Для полной убедительности пьесе и спектаклю недоставало малости — справедливого отношения автора к действующим лицам разных возрастов. Все симпатии, все выигрышные положения, все яркие краски он отдал своему сверстнику. Молодые люди, с которыми тот вступал в невольное состязание, были с самого начала обречены на поражение. Автор словно забыл, что он сам сравнительно недавно был молод и не согласился бы тогда, что молодость бледна, неумна, неинтересна. Хорошо чувствуя силу зрелости, обаяние опыта и уверенности, он забыл или не хотел вспоминать обаяния молодости, неопытности, непосредственности.
Психологический поединок на сцене не был поединком равных — это было состязание живого человека с тенями. И в этом состязании автор подыгрывал и подсуживал герою — своему сверстнику. По-человечески это понятно: ему хотелось, чтобы его герой, а в лице героя — поколение, к которому принадлежал автор, было награждено за свою нелегкую жизнь любовью прекрасной женщины. И он, движимый этим чувством, обделил и обезоружил его возможных соперников. Конфликт обмелен, победа досталась легко и не по справедливости. Были принесены в жертву жизненная правда и художественная объективность, от которых не отступает настоящее искусство.

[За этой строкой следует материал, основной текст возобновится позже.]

// ---------------------------------------------------------------------------
// Invariant Validation
// ---------------------------------------------------------------------------

impl<C> RawTree<C> {
	/// Checks every red-black invariant and returns the tree's black height.
	///
	/// # Invariants Checked
	///
	/// 1. The root is black
	/// 2. No red node has a red child
	/// 3. Black height is the same on every path
	/// 4. In-order keys strictly increase under the tree's policy
	/// 5. No path is deeper than a cursor can record
	pub fn validate<S>(&self, store: &S) -> std::result::Result<usize, Violation>
	where
		S: NodeStore,
		C: Compare<S::Key>,
	{
		if is_red(store, self.root) {
			return Err(Violation::RedRoot);
		}
		let mut prev = None;
		self.validate_subtree(store, self.root, 1, &mut prev)
	}

	/// Validates all tree invariants. Panics with diagnostic info if any
	/// invariant is violated.
	pub fn assert_invariants<S>(&self, store: &S)
	where
		S: NodeStore,
		C: Compare<S::Key>,
	{
		if let Err(violation) = self.validate(store) {
			panic!("red-black invariant violated: {violation}");
		}
	}

	/// Validates the subtree at `id` in order, returning its black height.
	fn validate_subtree<S>(
		&self,
		store: &S,
		id: Option<NodeId>,
		depth: usize,
		prev: &mut Option<NodeId>,
	) -> std::result::Result<usize, Violation>
	where
		S: NodeStore,
		C: Compare<S::Key>,
	{
		let Some(id) = id else {
			return Ok(0);
		};

		if depth > HEIGHT_LIMIT {
			return Err(Violation::TooDeep {
				depth,
				limit: HEIGHT_LIMIT,
			});
		}

		let node = store.node(id);

		if node.color == Color::Red {
			for kid in node.link.into_iter().flatten() {
				if is_red(store, Some(kid)) {
					return Err(Violation::RedRed {
						parent: id.index(),
						child: kid.index(),
					});
				}
			}
		}

		let left = self.validate_subtree(store, node.child(Direction::Reverse), depth + 1, prev)?;

		if let Some(before) = *prev {
			if self.cmp.compare(&store.node(before).key, &node.key) != Ordering::Less {
				return Err(Violation::Order {
					node: id.index(),
				});
			}
		}
		*prev = Some(id);

		let right = self.validate_subtree(store, node.child(Direction::Forward), depth + 1, prev)?;

		if left != right {
			return Err(Violation::BlackHeight {
				node: id.index(),
				left,
				right,
			});
		}

		Ok(left + usize::from(node.color == Color::Black))
	}
}

// ---------------------------------------------------------------------------
// Owning Tree
// ---------------------------------------------------------------------------

/// A red-black tree that owns its nodes in an [`Arena`].
///
/// This is the convenient form of the engine: nodes are allocated on insert
/// and returned to the arena's free list on removal.
///
/// # Type Parameters
///
/// - `K`: The key type.
/// - `V`: The value type.
/// - `C`: The ordering policy over `K`. [`Tree`] fixes it to [`Natural`].
pub struct GenericTree<K, V, C = Natural> {
	raw: RawTree<C>,
	arena: Arena<K, V>,
}

/// A red-black tree ordered by the keys' [`Ord`] implementation.
pub type Tree<K, V> = GenericTree<K, V, Natural>;

impl<K: Ord, V> GenericTree<K, V, Natural> {
	/// Creates a new, empty tree.
	///
	/// # Example
	///
	/// ```
	/// use rbcursor::Tree;
	///
	/// let tree: Tree<String, i32> = Tree::new();
	/// assert!(tree.is_empty());
	/// assert_eq!(tree.height(), 0);
	/// ```
	pub fn new() -> Self {
		Self::with_comparator(Natural)
	}
}

impl<K, V, C: Default> Default for GenericTree<K, V, C> {
	fn default() -> Self {
		GenericTree {
			raw: RawTree::new(C::default()),
			arena: Arena::new(),
		}
	}
}

impl<K, V, C> GenericTree<K, V, C> {
	/// Creates a new, empty tree ordered by `cmp`.
	///
	/// # Example
	///
	/// ```
	/// use rbcursor::{GenericTree, Natural, Reversed};
	///
	/// let mut tree = GenericTree::with_comparator(Reversed(Natural));
	/// tree.insert(1, ()).unwrap();
	/// tree.insert(2, ()).unwrap();
	///
	/// let keys: Vec<_> = tree.iter().map(|(k, _)| *k).collect();
	/// assert_eq!(keys, vec![2, 1]);
	/// ```
	pub fn with_comparator(cmp: C) -> Self {
		GenericTree {
			raw: RawTree::new(cmp),
			arena: Arena::new(),
		}
	}

	/// Returns the number of entries. Unlike [`RawTree::len`] this is O(1).
	pub fn len(&self) -> usize {
		self.arena.len()
	}

	/// Returns `true` if the tree contains no entries.
	pub fn is_empty(&self) -> bool {
		self.raw.is_empty()
	}

	/// Returns the number of nodes on the longest root-to-node path.
	pub fn height(&self) -> usize {
		self.raw.height(&self.arena)
	}

	/// Removes all entries.
	pub fn clear(&mut self) {
		self.raw.clear();
		self.arena.clear();
	}

	/// Returns the underlying engine.
	pub fn raw(&self) -> &RawTree<C> {
		&self.raw
	}

	/// Returns the arena holding the nodes.
	pub fn arena(&self) -> &Arena<K, V> {
		&self.arena
	}

	/// Returns an iterator over the entries in ascending key order.
	///
	/// # Example
	///
	/// ```
	/// use rbcursor::Tree;
	///
	/// let mut tree = Tree::new();
	/// tree.insert(2, 'b').unwrap();
	/// tree.insert(1, 'a').unwrap();
	///
	/// let entries: Vec<_> = tree.iter().collect();
	/// assert_eq!(entries, vec![(&1, &'a'), (&2, &'b')]);
	/// ```
	pub fn iter(&self) -> Iter<'_, Arena<K, V>> {
		Iter::new(&self.raw, &self.arena, Direction::Forward)
	}

	/// Returns an iterator over the entries in descending key order.
	pub fn rev_iter(&self) -> Iter<'_, Arena<K, V>> {
		Iter::new(&self.raw, &self.arena, Direction::Reverse)
	}

	/// Returns a cursor positioned on the smallest key.
	///
	/// # Example
	///
	/// ```
	/// use rbcursor::Tree;
	///
	/// let mut tree = Tree::new();
	/// for k in [3, 1, 2] {
	/// 	tree.insert(k, k * 10).unwrap();
	/// }
	///
	/// let mut cursor = tree.cursor();
	/// assert_eq!(cursor.entry(), Some((&1, &10)));
	/// cursor.next();
	/// assert_eq!(cursor.entry(), Some((&2, &20)));
	/// ```
	pub fn cursor(&self) -> Cursor<'_, Arena<K, V>> {
		let mut cursor = Cursor::new();
		cursor.first(&self.raw, &self.arena);
		cursor
	}

	/// Returns the entry with the smallest key.
	pub fn first_key_value(&self) -> Option<(&K, &V)> {
		self.iter().next()
	}

	/// Returns the entry with the largest key.
	pub fn last_key_value(&self) -> Option<(&K, &V)> {
		self.rev_iter().next()
	}
}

Размышляя об этом, я с внутренним смущением вспоминал: а ведь и у меня есть повесть, в которой я тоже подыгрывал главному герою, своему сверстнику, которому, как и мне, когда я писал повесть, было лет тридцать пять, сделав его значительнее и интереснее сверстника молодой героини. Не так‑то просто усвоить объективный подход к возрасту — и своему, и окружающих.
Большие писатели этой способностью обладали. Замечательный пример — повесть Чехова «Скучная история. Из записок старого человека». Чехов написал ее, когда ему было двадцать восемь лет. По нынешним понятиям молодой человек! Главному герою повести — известному медику, профессору Николаю Степановичу — шестьдесят два года: он на тридцать три года старше того, кто создал его образ.

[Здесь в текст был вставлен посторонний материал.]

//! Ordered traversal without parent links.
//!
//! A [`Cursor`] remembers the ancestors of its current node in a bounded
//! stack. Seeding walks from the root to the smallest or largest node and
//! pushes every node it passes. Stepping either descends into the subtree on
//! the stepping side, pushing as it goes, or pops ancestors until it reaches
//! the first one the previous node was not reached from on that side.
//!
//! ```text
//!            4              first(): path [4, 2]      it = 1
//!          /   \            next():  pop 2            it = 2
//!         2     6           next():  push 2, descend  it = 3
//!        / \   / \          next():  pop 2, pop 4     it = 4
//!       1   3 5   7
//! ```
//!
//! The cursor holds a shared borrow of the node store for as long as it is
//! attached, so the tree it walks cannot be mutated underneath it.

use crate::error::Error;
use crate::{Direction, NodeId, NodeStore, RawTree, HEIGHT_LIMIT};
use log::error;
use smallvec::SmallVec;
use std::fmt;
use std::iter::FusedIterator;

/// A bidirectional position in a tree.
///
/// A cursor starts out detached. [`first`](Cursor::first) and
/// [`last`](Cursor::last) attach it to a tree and seed it at one end;
/// [`next`](Cursor::next) and [`prev`](Cursor::prev) move it one entry at a
/// time. Once it steps past either end it stays exhausted until it is
/// seeded again.
///
/// # Example
///
/// ```
/// use rbcursor::{Cursor, Tree};
///
/// let mut tree = Tree::new();
/// for k in [20, 10, 30] {
/// 	tree.insert(k, ()).unwrap();
/// }
///
/// let mut cursor = Cursor::new();
/// cursor.last(tree.raw(), tree.arena());
/// assert_eq!(cursor.entry(), Some((&30, &())));
///
/// cursor.prev();
/// assert_eq!(cursor.entry(), Some((&20, &())));
///
/// cursor.prev();
/// cursor.prev();
/// assert_eq!(cursor.entry(), None);
/// ```
pub struct Cursor<'t, S: NodeStore> {
	store: Option<&'t S>,
	it: Option<NodeId>,
	path: SmallVec<[NodeId; HEIGHT_LIMIT]>,
}

impl<'t, S: NodeStore> Default for Cursor<'t, S> {
	fn default() -> Self {
		Self::new()
	}
}

impl<'t, S: NodeStore> fmt::Debug for Cursor<'t, S> {
	fn fmt(&self, f: &mut fmt::Formatter) -> fmt::Result {
		f.debug_struct("Cursor")
			.field("attached", &self.store.is_some())
			.field("it", &self.it)
			.field("path", &self.path.as_slice())
			.finish()
	}
}

impl<'t, S: NodeStore> Cursor<'t, S> {
	/// Creates a detached cursor. No tree is read until it is seeded.
	pub fn new() -> Self {
		Cursor {
			store: None,
			it: None,
			path: SmallVec::new(),
		}
	}

	/// Attaches the cursor to `tree` and positions it on the smallest key.
	///
	/// Returns `None` if the tree is empty.
	pub fn first<C>(&mut self, tree: &RawTree<C>, store: &'t S) -> Option<NodeId> {
		self.seek_to_end(tree.root(), store, Direction::Reverse)
	}

	/// Attaches the cursor to `tree` and positions it on the largest key.
	///
	/// Returns `None` if the tree is empty.
	pub fn last<C>(&mut self, tree: &RawTree<C>, store: &'t S) -> Option<NodeId> {
		self.seek_to_end(tree.root(), store, Direction::Forward)
	}

	/// Moves to the next larger key.
	#[inline]
	#[allow(clippy::should_implement_trait)]
	pub fn next(&mut self) -> Option<NodeId> {
		self.step(Direction::Forward)
	}

	/// Moves to the next smaller key.
	#[inline]
	pub fn prev(&mut self) -> Option<NodeId> {
		self.step(Direction::Reverse)
	}

	/// Returns the current node, or `None` if the cursor is detached or
	/// exhausted.
	#[inline]
	pub fn current(&self) -> Option<NodeId> {
		self.it
	}

	/// Returns the key and value of the current node.
	pub fn entry(&self) -> Option<(&'t S::Key, &'t S::Value)> {
		let store = self.store?;
		let node = store.node(self.it?);
		Some((node.key(), node.value()))
	}

	/// Returns the number of ancestors currently recorded.
	#[inline]
	pub fn depth(&self) -> usize {
		self.path.len()
	}

	/// Releases the tree. The cursor can be seeded again afterwards.
	pub fn detach(&mut self) {
		self.store = None;
		self.it = None;
		self.path.clear();
	}

	/// Walks from `root` as far as possible toward `dir`, recording the path.
	fn seek_to_end(
		&mut self,
		root: Option<NodeId>,
		store: &'t S,
		dir: Direction,
	) -> Option<NodeId> {
		self.store = Some(store);
		self.path.clear();
		let it = root.map(|root| self.descend(store, root, dir));
		self.it = it;
		it
	}

	/// Moves one entry toward `dir`.
	///
	/// If the current node has a child on that side, the next entry is the
	/// extreme node of that subtree on the opposite side. Otherwise it is the
	/// nearest ancestor that the current node does not hang below on the `dir`
	/// side. Returns `None`, and stays exhausted, once there is no such entry.
	pub fn step(&mut self, dir: Direction) -> Option<NodeId> {
		let (store, it) = (self.store?, self.it?);

		let next = match store.node(it).child(dir) {
			Some(next) => {
				self.push(it);
				Some(self.descend(store, next, !dir))
			}
			None => {
				let mut last = it;
				loop {
					let Some(up) = self.path.pop() else {
						break None;
					};
					if store.node(up).child(dir) != Some(last) {
						break Some(up);
					}
					last = up;
				}
			}
		};
		self.it = next;
		next
	}

	/// Follows `dir` links from `from` to the end, pushing each node left behind.
	fn descend(&mut self, store: &'t S, from: NodeId, dir: Direction) -> NodeId {
		let mut it = from;
		while let Some(next) = store.node(it).child(dir) {
			self.push(it);
			it = next;
		}
		it
	}

	#[inline]
	fn push(&mut self, id: NodeId) {
		if self.path.len() == HEIGHT_LIMIT {
			let err = Error::CapacityExceeded {
				limit: HEIGHT_LIMIT,
			};
			error!("cursor path overflow at {id:?}: {err}");
			panic!("{err}");
		}
		self.path.push(id);
	}
}

/// An iterator over the entries of a tree in key order.
///
/// Created by [`GenericTree::iter`](crate::GenericTree::iter) and
/// [`GenericTree::rev_iter`](crate::GenericTree::rev_iter), or over any store
/// with [`Iter::ascending`] and [`Iter::descending`].
pub struct Iter<'t, S: NodeStore> {
	cursor: Cursor<'t, S>,
	dir: Direction,
}

impl<'t, S: NodeStore> Iter<'t, S> {
	pub(crate) fn new<C>(tree: &RawTree<C>, store: &'t S, dir: Direction) -> Self {
		let mut cursor = Cursor::new();
		cursor.seek_to_end(tree.root(), store, !dir);
		Iter {
			cursor,
			dir,
		}
	}

	/// Iterates `tree` from the smallest key up.
	pub fn ascending<C>(tree: &RawTree<C>, store: &'t S) -> Self {
		Self::new(tree, store, Direction::Forward)
	}

	/// Iterates `tree` from the largest key down.
	pub fn descending<C>(tree: &RawTree<C>, store: &'t S) -> Self {
		Self::new(tree, store, Direction::Reverse)
	}
}

impl<'t, S: NodeStore> Iterator for Iter<'t, S> {
	type Item = (&'t S::Key, &'t S::Value);

	fn next(&mut self) -> Option<Self::Item> {
		let entry = self.cursor.entry()?;
		self.cursor.step(self.dir);
		Some(entry)
	}
}

impl<'t, S: NodeStore> FusedIterator for Iter<'t, S> {}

Как ясно, полно, объективно представляет себе молодой Чехов старого человека, как естественно перевоплощается в него! Тут все верно и точно, воспоминания о безвозвратно ушедшей молодости и об ушедших в небытие друзьях; недомогания; мучения стариковской бессонницы; горечь отчуждения, возникшего между ним и женой; обиды — справедливые и несправедливые на детей — сына и дочь, которые не понимают отцовских забот, тревог, непосильности бремени; мудрое понимание, что нельзя таить злого чувства против членов семьи — обыкновенных людей, только за то, что они, увы, не герои; сохранившийся и с годами обострившийся интерес к людям, особенно к молодежи, к ученикам; превозмогающая годы и слабости любовь к своему делу, к науке, к факультету, к университету; высокий душевный подъем, когда он делает то, для чего создан, к чему призван, — читает лекцию, когда испытывает прилив вдохновения. Но сил уже нет, даже на ногах выстоять всю лекцию трудно, а читать сидя не позволяет привычка.

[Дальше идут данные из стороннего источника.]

impl SyncOrchestrator {
    pub fn new(
        kv: Arc<dyn KeyValueStore>,
        remote: Arc<dyn RemoteStateClient>,
        settings: SyncSettings,
    ) -> Self {
        let (revision, _) = watch::channel(0);
        Self {
            local: LocalStateStore::new(Arc::clone(&kv)),
            queue: PendingQueue::new(Arc::clone(&kv)),
            preferences: Preferences::new(kv),
            remote,
            device_id: settings.device_id,
            batch_size: settings.batch_size.max(1),
            default_language: settings.default_language,
            session: RwLock::new(None),
            local_writes: Mutex::new(()),
            flushes: std::sync::Mutex::new(FlushGates::default()),
            revision,
        }
    }

    /// Ticks whenever the visible state changes and views should re-render
    pub fn subscribe(&self) -> watch::Receiver<u64> {
        self.revision.subscribe()
    }

    pub fn revision(&self) -> u64 {
        *self.revision.borrow()
    }

    fn bump_revision(&self) {
        self.revision.send_modify(|rev| *rev += 1);
    }

    pub async fn active_profile(&self) -> Option<String> {
        self.session.read().await.as_ref().map(|s| s.profile_id.clone())
    }

    pub async fn session_info(&self) -> Option<SessionInfo> {
        let mut info = self.session.read().await.as_ref().map(|s| SessionInfo {
            profile_id: s.profile_id.clone(),
            label: s.label.clone(),
            language: s.language,
            read_only: s.is_read_only(),
            entries: s.state.len(),
            pending: 0,
        })?;
        info.pending = self.pending_count(&info.profile_id).await;
        Some(info)
    }

    /// Language of the session, else the persisted preference, else the default
    pub async fn language(&self) -> LanguageSelection {
        if let Some(session) = self.session.read().await.as_ref() {
            return session.language;
        }
        self.preferences.language().await.unwrap_or(self.default_language)
    }

    /// Run `f` against the active in-memory state (empty without a session)
    pub async fn read_state<R>(&self, f: impl FnOnce(&Snapshot) -> R) -> R {
        let guard = self.session.read().await;
        match guard.as_ref() {
            Some(session) => f(&session.state),
            None => f(&Snapshot::new()),
        }
    }

    pub async fn entry_state(&self, key: &EntryKey) -> Option<EntryState> {
        self.read_state(|state| state.get(key).cloned()).await
    }

    pub async fn pending_count(&self, profile_id: &str) -> usize {
        self.queue.len(profile_id).await.unwrap_or_else(|e| {
            error!(profile = %profile_id, error = %e, "Failed to read pending queue");
            0
        })
    }

    /// Profiles with local data on this device, plus the active one
    pub async fn known_profiles(&self) -> Result<Vec<String>, SyncError> {
        let mut profiles = self.local.profiles().await?;
        if let Some(active) = self.active_profile().await {
            if !profiles.contains(&active) {
                profiles.push(active);
                profiles.sort();
            }
        }
        Ok(profiles)
    }

    /// Reopen the profile that was active when the daemon last ran
    pub async fn restore(self: &Arc<Self>) -> Option<BackgroundSync> {
        let active = self.preferences.active_profile().await?;
        let profile_id = normalize_profile_id(&active.id)?;
        let language = self.language().await;

        info!(profile = %profile_id, "Restoring last active profile");
        Some(self.open_session(profile_id, active.label, language).await)
    }

    /// Make `profile_id` the active profile and load its data
    pub async fn select_profile(
        self: &Arc<Self>,
        profile_id: &str,
        label: Option<String>,
    ) -> Result<BackgroundSync, SyncError> {
        let profile_id = normalize_profile_id(profile_id)
            .ok_or_else(|| SyncError::InvalidProfile(profile_id.to_string()))?;
        let language = self.language().await;

        let active = ActiveProfile {
            id: profile_id.clone(),
            label: label.clone(),
        };
        if let Err(e) = self.preferences.set_active_profile(&active).await {
            error!(profile = %profile_id, error = %e, "Failed to persist active profile");
        }

        Ok(self.open_session(profile_id, label, language).await)
    }

    async fn open_session(
        self: &Arc<Self>,
        profile_id: String,
        label: Option<String>,
        language: LanguageSelection,
    ) -> BackgroundSync {
        {
            let _writes = self.local_writes.lock().await;
            let mut session = Session::new(profile_id.clone(), label, language);
            session.state = self.local.load(&profile_id).await;
            *self.session.write().await = Some(session);
        }

        info!(profile = %profile_id, language = %language, "Profile selected");
        self.bump_revision();
        self.spawn_background_sync(&profile_id)
    }

    /// Re-apply the persisted snapshot of the active profile, then fetch and
    /// flush in the background
    pub async fn load_profile_data(self: &Arc<Self>) -> Result<BackgroundSync, SyncError> {
        let profile_id = {
            let _writes = self.local_writes.lock().await;
            let profile_id = self.active_profile().await.ok_or(SyncError::NoActiveProfile)?;
            let state = self.local.load(&profile_id).await;

            let mut guard = self.session.write().await;
            match guard.as_mut() {
                Some(session) if session.profile_id == profile_id => session.state = state,
                _ => return Err(SyncError::NoActiveProfile),
            }
            profile_id
        };

        self.bump_revision();
        Ok(self.spawn_background_sync(&profile_id))
    }

    /// Switch the catalog language. Reloads profile data when signed in.
    pub async fn set_language(
        self: &Arc<Self>,
        language: LanguageSelection,
    ) -> Result<Option<BackgroundSync>, SyncError> {
        if let Err(e) = self.preferences.set_language(language).await {
            error!(language = %language, error = %e, "Failed to persist language");
        }

        let signed_in = match self.session.write().await.as_mut() {
            Some(session) => {
                session.language = language;
                true
            }
            None => false,
        };

        info!(language = %language, "Catalog language changed");
        if signed_in {
            Ok(Some(self.load_profile_data().await?))
        } else {
            self.bump_revision();
            Ok(None)
        }
    }

    pub async fn sign_out(&self) {
        let previous = {
            let _writes = self.local_writes.lock().await;
            self.session.write().await.take()
        };

        if let Err(e) = self.preferences.clear_active_profile().await {
            error!(error = %e, "Failed to clear active profile");
        }

        if let Some(session) = previous {
            info!(profile = %session.profile_id, "Signed out");
            self.bump_revision();
        }
    }

    /// Set the seen / TBR state of a catalog entry for the active profile
    ///
    /// The new state is in memory, persisted and queued when this returns. The
    /// push to the remote store happens in the background.
    pub async fn update_entry(
        self: &Arc<Self>,
        entry: &CatalogEntry,
        change: EntryChange,
    ) -> Result<UpdateOutcome, SyncError> {
        match self.apply_local(entry, change).await? {
            Some((profile_id, state)) => {
                drop(self.spawn_flush(profile_id));
                Ok(UpdateOutcome::Applied(state))
            }
            None => Ok(UpdateOutcome::ReadOnly),
        }
    }

    /// Guard, apply, persist and queue. `None` for the read-only profile.
    async fn apply_local(
        &self,
        entry: &CatalogEntry,
        change: EntryChange,
    ) -> Result<Option<(String, EntryState)>, SyncError> {
        let key = entry.key();
        let _writes = self.local_writes.lock().await;

        let (profile_id, state) = {
            let mut guard = self.session.write().await;
            let session = guard.as_mut().ok_or(SyncError::NoActiveProfile)?;

            if session.is_read_only() {
                info!(key = %key, "Ignoring change on read-only guest profile");
                return Ok(None);
            }

            let state = EntryState {
                seen: change.seen,
                tbr: change.tbr,
                updated: now_timestamp(),
                updated_by: Some(self.device_id.clone()),
            };
            session.state.insert(key.clone(), state.clone());
            (session.profile_id.clone(), state)
        };
        self.bump_revision();

        if let Err(e) = self.local.merge_entry(&profile_id, &key, &state).await {
            warn!(profile = %profile_id, key = %key, error = %e, "Failed to persist entry state, saving full snapshot");
            self.persist_session(&profile_id).await;
        }
        let record = QueueRecord::from_state(key.clone(), &state);
        if let Err(e) = self.queue.enqueue(&profile_id, record).await {
            error!(profile = %profile_id, key = %key, error = %e, "Failed to queue entry update");
        }

        debug!(profile = %profile_id, key = %key, seen = state.seen, tbr = state.tbr, "Entry updated");
        Ok(Some((profile_id, state)))
    }

    /// Overwrite the persisted snapshot with the in-memory one.
    /// Caller holds `local_writes`.
    async fn persist_session(&self, profile_id: &str) {
        let snapshot = self
            .session
            .read()
            .await
            .as_ref()
            .filter(|s| s.profile_id == profile_id)
            .map(|s| s.state.clone());
        let Some(snapshot) = snapshot else {
            return;
        };
        if let Err(e) = self.local.save(profile_id, &snapshot).await {
            error!(profile = %profile_id, error = %e, "Failed to persist entry state");
        }
    }

    /// Fetch the remote snapshot and merge it into the session
    pub async fn refresh_remote(&self, profile_id: &str) -> MergeOutcome {
        let remote = match self.remote.fetch_state(profile_id).await {
            Ok(remote) => remote,
            Err(e) => {
                warn!(profile = %profile_id, error = %e, "Remote fetch failed, keeping local state");
                return MergeOutcome::Skipped { error: e.to_string() };
            }
        };

        let _writes = self.local_writes.lock().await;
        let (merged, report) = {
            let mut guard = self.session.write().await;
            let Some(session) = guard.as_mut().filter(|s| s.profile_id == profile_id) else {
                debug!(profile = %profile_id, "Discarding remote state for inactive profile");
                return MergeOutcome::Discarded;
            };

            let (merged, report) = merge_with_report(&session.state, &remote);
            if report.changed() {
                session.state = merged.clone();
            }
            (merged, report)
        };

        if report.changed() {
            self.bump_revision();
            if let Err(e) = self.local.save(profile_id, &merged).await {
                error!(profile = %profile_id, error = %e, "Failed to persist merged state");
            }
        }

        info!(
            profile = %profile_id,
            added = report.added,
            replaced = report.replaced,
            kept = report.kept,
            "Merged remote state"
        );
        MergeOutcome::Merged {
            added: report.added,
            replaced: report.replaced,
            kept: report.kept,
        }
    }

    /// Push queued updates in batches until the queue is empty or a push fails
    pub async fn flush(&self, profile_id: &str) -> FlushOutcome {
        if profile_id == GUEST_PROFILE_ID {
            return FlushOutcome::ReadOnly;
        }
        let Some(mut claim) = self.try_begin_flush(profile_id) else {
            debug!(profile = %profile_id, "Flush already running");
            return FlushOutcome::InFlight;
        };

        let mut pushed = 0;
        let mut batches = 0;
        loop {
            let batch = match self.queue.peek_batch(profile_id, self.batch_size).await {
                Ok(batch) => batch,
                Err(e) => {
                    error!(profile = %profile_id, error = %e, "Failed to read pending queue");
                    return FlushOutcome::Failed { pushed, batches, error: e.to_string() };
                }
            };
            if batch.is_empty() {
                if claim.release_unless_rerun() {
                    break;
                }
                continue;
            }

            if let Err(e) = self.remote.push_updates(profile_id, &batch).await {
                warn!(
                    profile = %profile_id,
                    count = batch.len(),
                    transient = e.is_transient(),
                    error = %e,
                    "Push failed, updates stay queued"
                );
                return FlushOutcome::Failed { pushed, batches, error: e.to_string() };
            }

            let _writes = self.local_writes.lock().await;
            if let Err(e) = self.queue.commit(profile_id, batch.len()).await {
                error!(profile = %profile_id, error = %e, "Failed to commit pushed updates");
                return FlushOutcome::Failed { pushed, batches, error: e.to_string() };
            }
            pushed += batch.len();
            batches += 1;
        }

        if pushed > 0 {
            info!(profile = %profile_id, pushed, batches, "Flushed pending updates");
        }
        FlushOutcome::Drained { pushed, batches }
    }

    /// Claim the flush for `profile_id`. When one is already running, ask it
    /// to drain once more instead.
    fn try_begin_flush(&self, profile_id: &str) -> Option<FlushClaim<'_>> {
        let mut gates = lock_gates(&self.flushes);
        if !gates.running.insert(profile_id.to_string()) {
            gates.rerun.insert(profile_id.to_string());
            return None;
        }
        Some(FlushClaim {
            gates: &self.flushes,
            profile_id: profile_id.to_string(),
            released: false,
        })
    }

    /// Fetch and flush for the active profile right away
    pub async fn sync_now(&self) -> Result<SyncReport, SyncError> {
        let profile_id = self.active_profile().await.ok_or(SyncError::NoActiveProfile)?;
        let merge = self.refresh_remote(&profile_id).await;
        let flush = self.flush(&profile_id).await;
        Ok(SyncReport { profile_id, merge, flush })
    }

    fn spawn_flush(self: &Arc<Self>, profile_id: String) -> JoinHandle<FlushOutcome> {
        let this = Arc::clone(self);
        tokio::spawn(async move { this.flush(&profile_id).await })
    }

    fn spawn_background_sync(self: &Arc<Self>, profile_id: &str) -> BackgroundSync {
        let this = Arc::clone(self);
        let id = profile_id.to_string();
        let refresh = tokio::spawn(async move { this.refresh_remote(&id).await });

        BackgroundSync {
            refresh,
            flush: self.spawn_flush(profile_id.to_string()),
        }
    }
}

«Мои совесть и ум говорят мне, — думает герой повести, — что самое лучшее, что я мог бы теперь сделать — это прочесть мальчикам (удивительно точно звучит тут слово: „мальчики“. — С. Л.) прощальную лекцию, сказать им последнее слово… и уступить свое место человеку, который моложе и сильнее меня. Но пусть судит меня бог, у меня не хватает мужества поступить по совести».
Все в повести обостряется тем, что Николай Степанович не просто старый человек. Он медик. И знает — его недомогания не просто следствие возраста, они признаки неизлечимой болезни.